_Exercise directions:_ Work out how many lines in the records contain the word "WorkerGuard", and give that number alone.

▬▬▬

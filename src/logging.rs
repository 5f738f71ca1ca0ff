use std::fs;
use std::path::Path;
use tracing_appender::non_blocking::WorkerGuard;
use tracing_subscriber::{fmt, prelude::*, EnvFilter};

/// Initializes the logging system with both console and file output.
///
/// The returned guard flushes the file writer when dropped, so `main`
/// holds it until exit.
pub fn init_logging(log_dir: &Path) -> WorkerGuard {
    let _ = fs::create_dir_all(log_dir);

    let file_appender = tracing_appender::rolling::daily(log_dir, "ans_pipeline.log");
    let (non_blocking_writer, guard) = tracing_appender::non_blocking(file_appender);

    let file_layer = fmt::layer().json().with_writer(non_blocking_writer);
    let console_layer = fmt::layer().with_target(false).with_writer(std::io::stdout);

    let filter = EnvFilter::try_from_default_env().unwrap_or_else(|_| EnvFilter::new("ans_pipeline=info"));

    tracing_subscriber::registry()
        .with(filter)
        .with(file_layer)
        .with(console_layer)
        .init();

    guard
}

▬▬▬

_Exercise solution:_ 2